Note A common feature in HNSCC is cisplatin sensitivity. Microarray analysis identified mouse ZFP36L1 to be differentially expressed by cisplatin treatment. Cisplatin-sensitive HNSCC cell lines expressed elevated levels of ZFP36L1 compared to cisplatin-resistant HNSCC cell lines. Downregulation of ZFP36L1 (using antisense oligonucleotides) in cisplatin-sensitive cell lines made the cells cisplatin-resistant. Conversely, overexpression of ZFP36L1 reverted cisplatin-resistant cells to cisplatin-sensitive cells. There was an inverse correlation between the expression levels of ZFP36L1 and the human inhibitor of apoptosis protein-2, cIAP2 (Birc3, baculoviral IAP repeat-containing 3). Increased expression of ZFP36L1 also correlated with increased caspase-3 activity and increased cisplatin-induced apoptosis. These results suggested that expression of ZFP36L1 enhanced cisplatin sensitivity in HNSCC cells by reducing cIAP2 mRNA levels.
  
  
Entity t(8;21) translocation
Note The AML1-MTG8 fusion transcription factor generated by t(8;21) translocation is thought to affect the normal regulation of genes that are needed for differentiation and proliferation of hematopoietic progenitors leading to acute myelogenous leukemia (AML).

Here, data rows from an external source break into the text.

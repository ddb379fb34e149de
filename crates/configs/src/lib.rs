use anyhow::Result;
use serde::Deserialize;
use anyhow::anyhow;

#[derive(Debug, Clone, Deserialize, Default)]
pub struct AppConfig {
    #[serde(default)]
    pub logging: LoggingConfig,
    #[serde(default)]
    pub catalog: CatalogConfig,
}

#[derive(Debug, Clone, Copy, Deserialize, Default, PartialEq, Eq)]
#[serde(rename_all = "lowercase")]
pub enum LogFormat {
    #[default]
    Compact,
    Json,
}

#[derive(Debug, Clone, Deserialize)]
pub struct LoggingConfig {
    #[serde(default)]
    pub format: LogFormat,
    #[serde(default = "default_filter")]
    pub filter: String,
}

impl Default for LoggingConfig {
    fn default() -> Self {
        Self { format: LogFormat::Compact, filter: default_filter() }
    }
}

/// Paging limits applied to product listings.
#[derive(Debug, Clone, Copy, Deserialize, PartialEq, Eq)]
pub struct CatalogConfig {
    #[serde(default = "default_page_size")]
    pub default_page_size: u32,
    #[serde(default = "default_max_page_size")]
    pub max_page_size: u32,
}

impl Default for CatalogConfig {
    fn default() -> Self {
        Self { default_page_size: default_page_size(), max_page_size: default_max_page_size() }
    }
}

fn default_filter() -> String { "info".to_string() }
fn default_page_size() -> u32 { 10 }
fn default_max_page_size() -> u32 { 100 }

/// Load `.env` if present, then the TOML file named by `CONFIG_PATH` (default `config.toml`).
pub fn load_default() -> Result<AppConfig> {
    let _ = dotenvy::dotenv();
    let path = std::env::var("CONFIG_PATH").unwrap_or_else(|_| "config.toml".to_string());
    load_from_file(&path)
}

pub fn load_from_file(path: &str) -> Result<AppConfig> {
    let content = std::fs::read_to_string(path)
        .map_err(|e| anyhow!("cannot read config {path}: {e}"))?;
    load_from_str(&content)
}

pub fn load_from_str(content: &str) -> Result<AppConfig> {
    let cfg: AppConfig = toml::from_str(content)?;
    Ok(cfg)
}

impl AppConfig {
    pub fn load_and_validate() -> Result<Self> {
        let mut cfg = load_default()?;
        cfg.normalize_and_validate()?;
        Ok(cfg)
    }

    pub fn normalize_and_validate(&mut self) -> Result<()> {
        self.logging.normalize();
        self.catalog.validate()?;
        Ok(())
    }
}

impl LoggingConfig {
    fn normalize(&mut self) {
        if self.filter.trim().is_empty() {
            self.filter = default_filter();
        }
    }
}

impl CatalogConfig {
    pub fn validate(&self) -> Result<()> {
        if self.default_page_size == 0 {
            return Err(anyhow!("catalog.default_page_size must be >= 1"));
        }
        if self.max_page_size < self.default_page_size {
            return Err(anyhow!("catalog.max_page_size must be >= default_page_size"));
        }
        Ok(())
    }
}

ZFP36L1 was identified as an up-regulated gene in t(8;21) leukemic cells suggesting that it may be important to AML1-MTG8-mediated leukemogenesis.
  
  
Entity Human T-lymphotropic virus 1(HTLV-1)
Note ZFP36L1 expression is also up-regulated in human T-lymphotropic virus 1(HTLV-1)-infected cells. HTLV-1 is associated with adult T-cell leukemia/lymphoma and the Tax oncoprotein encoded by the 3' region of HTLV-1 has been proposed to dysregulate the expression of many genes that are important for cell proliferation. The Tax transactivator was shown to bind to two ZFP36L1 upstream elements (a novel transcription factor-binding site labeled BRF1 Tax-responsive site or BTRS and a second consensus cAMP-responsive site or CRE).
  
  
Entity Various cancers.
Note Increased expression of ZFP36L1 has been seen in several cancers including lymph node (+) primary breast tumors and hepatocellular carcinomas. Increased expression has also been demonstrated in a number of the NCI 60 panel of human cancer cell lines. These include the mammary gland cancer cell lines BT549, MDA-MB-231, and NCI/ADR-RES; ovarian cell lines OVCAR-5, OVCAR-8 and SK-OV-3; lung cell line NCI-H226; skin cell lines LOXMVI, M14, MALME-3M, and SK-MEL-2; brain cell lines SF268 and SF295; prostate cell line PC-3; kidney cell lines A498, ACHN, CAKI-1, SN12C, TK10, and UO31; and colon cell line HT29.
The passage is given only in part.